YOUR OBJECTIVE =>
Go through the entries below and count the lines where the word "textwrap" appears; give only the count.

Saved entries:
· · · ·
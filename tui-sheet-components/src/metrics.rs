//! Row heights as the terminal renderer will draw them

use std::borrow::Cow;

use textwrap::Options;
use tui_sheet_core::{HeightContext, Row, RowHeights, RowKind};

/// Blank columns on each side of a row's text
pub const ROW_PADDING: u16 = 1;

/// Columns reserved in front of toggle titles for the checkmark
pub const CHECKMARK_WIDTH: u16 = 2;

/// Reports the heights [`ActionSheetView`](crate::ActionSheetView) draws
///
/// Item and toggle titles wrap to the content width. Each extra wrapped
/// line adds one cell on top of the configured height, so a taller
/// configured row keeps its spare room. Other kinds use the appearance
/// value as is.
#[derive(Debug, Clone, Copy, Default)]
pub struct TerminalHeights;

impl RowHeights for TerminalHeights {
    fn row_height(&self, row: &Row, cx: &HeightContext<'_>) -> f32 {
        let base = cx.appearance.height_for(row.kind());
        match row.kind() {
            RowKind::Item | RowKind::Toggle { .. } => {
                let width = text_width(row.kind(), cx.content_width);
                let lines = wrap_title(row.title_text(), width).len();
                base + lines.saturating_sub(1) as f32
            }
            _ => base,
        }
    }
}

/// Columns left for a row's title inside `content_width`
pub fn text_width(kind: RowKind, content_width: f32) -> usize {
    let mut reserved = 2 * ROW_PADDING;
    if matches!(kind, RowKind::Toggle { .. }) {
        reserved += CHECKMARK_WIDTH;
    }
    let width = content_width.max(0.0).floor() as usize;
    width.saturating_sub(reserved as usize).max(1)
}

/// Wrap a title to `width` columns, always yielding at least one line
pub fn wrap_title(title: &str, width: usize) -> Vec<Cow<'_, str>> {
    let lines = textwrap::wrap(title, Options::new(width.max(1)));
    if lines.is_empty() {
        vec![Cow::Borrowed("")]
    } else {
        lines
    }
}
· · · ·
YOUR SOLUTION =>
2